START Source data
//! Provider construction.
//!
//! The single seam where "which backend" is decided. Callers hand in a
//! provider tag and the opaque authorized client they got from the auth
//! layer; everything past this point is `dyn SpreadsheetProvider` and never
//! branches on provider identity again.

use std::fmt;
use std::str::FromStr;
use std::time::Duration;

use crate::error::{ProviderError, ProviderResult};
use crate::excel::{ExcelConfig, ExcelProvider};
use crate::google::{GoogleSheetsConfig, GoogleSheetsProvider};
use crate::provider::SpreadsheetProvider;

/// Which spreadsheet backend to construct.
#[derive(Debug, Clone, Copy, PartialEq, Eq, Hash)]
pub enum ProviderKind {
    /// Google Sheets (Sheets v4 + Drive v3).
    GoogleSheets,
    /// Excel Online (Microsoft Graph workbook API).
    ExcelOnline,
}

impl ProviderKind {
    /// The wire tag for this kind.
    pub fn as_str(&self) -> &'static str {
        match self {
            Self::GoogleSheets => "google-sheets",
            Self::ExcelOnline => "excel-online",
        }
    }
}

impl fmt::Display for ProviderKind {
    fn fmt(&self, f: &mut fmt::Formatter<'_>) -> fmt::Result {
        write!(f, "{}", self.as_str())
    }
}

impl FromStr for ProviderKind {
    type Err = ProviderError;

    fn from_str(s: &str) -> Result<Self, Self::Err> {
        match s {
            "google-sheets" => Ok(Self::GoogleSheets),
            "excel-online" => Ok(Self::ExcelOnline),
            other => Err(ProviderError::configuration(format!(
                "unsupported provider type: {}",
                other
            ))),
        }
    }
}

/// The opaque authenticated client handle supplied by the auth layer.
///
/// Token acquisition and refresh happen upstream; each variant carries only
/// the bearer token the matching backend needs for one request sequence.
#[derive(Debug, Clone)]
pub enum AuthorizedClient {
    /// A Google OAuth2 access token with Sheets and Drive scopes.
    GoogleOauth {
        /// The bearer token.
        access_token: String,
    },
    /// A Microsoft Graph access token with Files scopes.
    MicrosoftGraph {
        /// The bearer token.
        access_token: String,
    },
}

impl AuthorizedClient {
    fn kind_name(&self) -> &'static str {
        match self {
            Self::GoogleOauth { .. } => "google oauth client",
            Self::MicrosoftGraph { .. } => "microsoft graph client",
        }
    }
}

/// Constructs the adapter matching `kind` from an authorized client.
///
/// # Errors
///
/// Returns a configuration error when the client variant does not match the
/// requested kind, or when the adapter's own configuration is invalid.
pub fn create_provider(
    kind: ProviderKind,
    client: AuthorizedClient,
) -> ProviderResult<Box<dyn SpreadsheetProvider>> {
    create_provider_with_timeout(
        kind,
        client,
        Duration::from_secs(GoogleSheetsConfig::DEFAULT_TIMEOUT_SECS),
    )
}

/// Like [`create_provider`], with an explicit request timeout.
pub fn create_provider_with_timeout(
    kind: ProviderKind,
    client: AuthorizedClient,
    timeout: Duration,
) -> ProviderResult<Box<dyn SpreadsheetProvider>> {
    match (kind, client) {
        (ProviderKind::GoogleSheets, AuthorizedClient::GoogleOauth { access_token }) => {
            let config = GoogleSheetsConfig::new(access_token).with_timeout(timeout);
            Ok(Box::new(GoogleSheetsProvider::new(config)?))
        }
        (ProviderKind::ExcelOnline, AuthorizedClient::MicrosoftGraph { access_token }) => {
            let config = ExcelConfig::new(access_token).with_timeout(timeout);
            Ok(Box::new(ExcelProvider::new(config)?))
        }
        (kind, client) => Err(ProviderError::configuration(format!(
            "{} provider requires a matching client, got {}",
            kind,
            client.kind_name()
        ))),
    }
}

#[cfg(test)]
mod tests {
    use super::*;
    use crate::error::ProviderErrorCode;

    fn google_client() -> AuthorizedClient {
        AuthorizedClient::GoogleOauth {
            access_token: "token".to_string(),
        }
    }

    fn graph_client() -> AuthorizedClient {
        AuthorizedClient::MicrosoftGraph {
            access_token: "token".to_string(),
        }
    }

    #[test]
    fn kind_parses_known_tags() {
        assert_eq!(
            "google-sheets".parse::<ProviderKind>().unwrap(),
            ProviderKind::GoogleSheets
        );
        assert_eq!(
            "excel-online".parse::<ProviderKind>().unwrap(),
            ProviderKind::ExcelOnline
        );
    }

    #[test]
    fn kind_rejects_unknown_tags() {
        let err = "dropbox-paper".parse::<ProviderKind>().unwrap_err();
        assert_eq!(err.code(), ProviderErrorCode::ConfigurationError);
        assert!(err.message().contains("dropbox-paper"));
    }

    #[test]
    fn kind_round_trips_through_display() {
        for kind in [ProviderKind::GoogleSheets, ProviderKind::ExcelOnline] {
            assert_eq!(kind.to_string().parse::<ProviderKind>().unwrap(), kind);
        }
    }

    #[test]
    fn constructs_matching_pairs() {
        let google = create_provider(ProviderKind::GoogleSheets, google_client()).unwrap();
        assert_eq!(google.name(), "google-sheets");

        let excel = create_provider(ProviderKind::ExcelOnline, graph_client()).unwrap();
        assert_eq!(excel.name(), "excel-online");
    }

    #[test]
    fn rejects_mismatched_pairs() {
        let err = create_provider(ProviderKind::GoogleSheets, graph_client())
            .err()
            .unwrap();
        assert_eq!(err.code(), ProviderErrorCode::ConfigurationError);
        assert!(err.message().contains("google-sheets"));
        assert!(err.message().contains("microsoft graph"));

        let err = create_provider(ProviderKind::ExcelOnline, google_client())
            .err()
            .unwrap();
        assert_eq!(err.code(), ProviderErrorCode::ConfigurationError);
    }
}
END Source data
▸ The task
Retype every record above exactly as it appears.

▸ Reply
//! Provider construction.
//!
//! The single seam where "which backend" is decided. Callers hand in a
//! provider tag and the opaque authorized client they got from the auth
//! layer; everything past this point is `dyn SpreadsheetProvider` and never
//! branches on provider identity again.

use std::fmt;
use std::str::FromStr;
use std::time::Duration;

use crate::error::{ProviderError, ProviderResult};
use crate::excel::{ExcelConfig, ExcelProvider};
use crate::google::{GoogleSheetsConfig, GoogleSheetsProvider};
use crate::provider::SpreadsheetProvider;

/// Which spreadsheet backend to construct.
#[derive(Debug, Clone, Copy, PartialEq, Eq, Hash)]
pub enum ProviderKind {
    /// Google Sheets (Sheets v4 + Drive v3).
    GoogleSheets,
    /// Excel Online (Microsoft Graph workbook API).
    ExcelOnline,
}

impl ProviderKind {
    /// The wire tag for this kind.
    pub fn as_str(&self) -> &'static str {
        match self {
            Self::GoogleSheets => "google-sheets",
            Self::ExcelOnline => "excel-online",
        }
    }
}

impl fmt::Display for ProviderKind {
    fn fmt(&self, f: &mut fmt::Formatter<'_>) -> fmt::Result {
        write!(f, "{}", self.as_str())
    }
}

impl FromStr for ProviderKind {
    type Err = ProviderError;

    fn from_str(s: &str) -> Result<Self, Self::Err> {
        match s {
            "google-sheets" => Ok(Self::GoogleSheets),
            "excel-online" => Ok(Self::ExcelOnline),
            other => Err(ProviderError::configuration(format!(
                "unsupported provider type: {}",
                other
            ))),
        }
    }
}

/// The opaque authenticated client handle supplied by the auth layer.
///
/// Token acquisition and refresh happen upstream; each variant carries only
/// the bearer token the matching backend needs for one request sequence.
#[derive(Debug, Clone)]
pub enum AuthorizedClient {
    /// A Google OAuth2 access token with Sheets and Drive scopes.
    GoogleOauth {
        /// The bearer token.
        access_token: String,
    },
    /// A Microsoft Graph access token with Files scopes.
    MicrosoftGraph {
        /// The bearer token.
        access_token: String,
    },
}

impl AuthorizedClient {
    fn kind_name(&self) -> &'static str {
        match self {
            Self::GoogleOauth { .. } => "google oauth client",
            Self::MicrosoftGraph { .. } => "microsoft graph client",
        }
    }
}

/// Constructs the adapter matching `kind` from an authorized client.
///
/// # Errors
///
/// Returns a configuration error when the client variant does not match the
/// requested kind, or when the adapter's own configuration is invalid.
pub fn create_provider(
    kind: ProviderKind,
    client: AuthorizedClient,
) -> ProviderResult<Box<dyn SpreadsheetProvider>> {
    create_provider_with_timeout(
        kind,
        client,
        Duration::from_secs(GoogleSheetsConfig::DEFAULT_TIMEOUT_SECS),
    )
}

/// Like [`create_provider`], with an explicit request timeout.
pub fn create_provider_with_timeout(
    kind: ProviderKind,
    client: AuthorizedClient,
    timeout: Duration,
) -> ProviderResult<Box<dyn SpreadsheetProvider>> {
    match (kind, client) {
        (ProviderKind::GoogleSheets, AuthorizedClient::GoogleOauth { access_token }) => {
            let config = GoogleSheetsConfig::new(access_token).with_timeout(timeout);
            Ok(Box::new(GoogleSheetsProvider::new(config)?))
        }
        (ProviderKind::ExcelOnline, AuthorizedClient::MicrosoftGraph { access_token }) => {
            let config = ExcelConfig::new(access_token).with_timeout(timeout);
            Ok(Box::new(ExcelProvider::new(config)?))
        }
        (kind, client) => Err(ProviderError::configuration(format!(
            "{} provider requires a matching client, got {}",
            kind,
            client.kind_name()
        ))),
    }
}

#[cfg(test)]
mod tests {
    use super::*;
    use crate::error::ProviderErrorCode;

    fn google_client() -> AuthorizedClient {
        AuthorizedClient::GoogleOauth {
            access_token: "token".to_string(),
        }
    }

    fn graph_client() -> AuthorizedClient {
        AuthorizedClient::MicrosoftGraph {
            access_token: "token".to_string(),
        }
    }

    #[test]
    fn kind_parses_known_tags() {
        assert_eq!(
            "google-sheets".parse::<ProviderKind>().unwrap(),
            ProviderKind::GoogleSheets
        );
        assert_eq!(
            "excel-online".parse::<ProviderKind>().unwrap(),
            ProviderKind::ExcelOnline
        );
    }

    #[test]
    fn kind_rejects_unknown_tags() {
        let err = "dropbox-paper".parse::<ProviderKind>().unwrap_err();
        assert_eq!(err.code(), ProviderErrorCode::ConfigurationError);
        assert!(err.message().contains("dropbox-paper"));
    }

    #[test]
    fn kind_round_trips_through_display() {
        for kind in [ProviderKind::GoogleSheets, ProviderKind::ExcelOnline] {
            assert_eq!(kind.to_string().parse::<ProviderKind>().unwrap(), kind);
        }
    }

    #[test]
    fn constructs_matching_pairs() {
        let google = create_provider(ProviderKind::GoogleSheets, google_client()).unwrap();
        assert_eq!(google.name(), "google-sheets");

        let excel = create_provider(ProviderKind::ExcelOnline, graph_client()).unwrap();
        assert_eq!(excel.name(), "excel-online");
    }

    #[test]
    fn rejects_mismatched_pairs() {
        let err = create_provider(ProviderKind::GoogleSheets, graph_client())
            .err()
            .unwrap();
        assert_eq!(err.code(), ProviderErrorCode::ConfigurationError);
        assert!(err.message().contains("google-sheets"));
        assert!(err.message().contains("microsoft graph"));

        let err = create_provider(ProviderKind::ExcelOnline, google_client())
            .err()
            .unwrap();
        assert_eq!(err.code(), ProviderErrorCode::ConfigurationError);
    }
}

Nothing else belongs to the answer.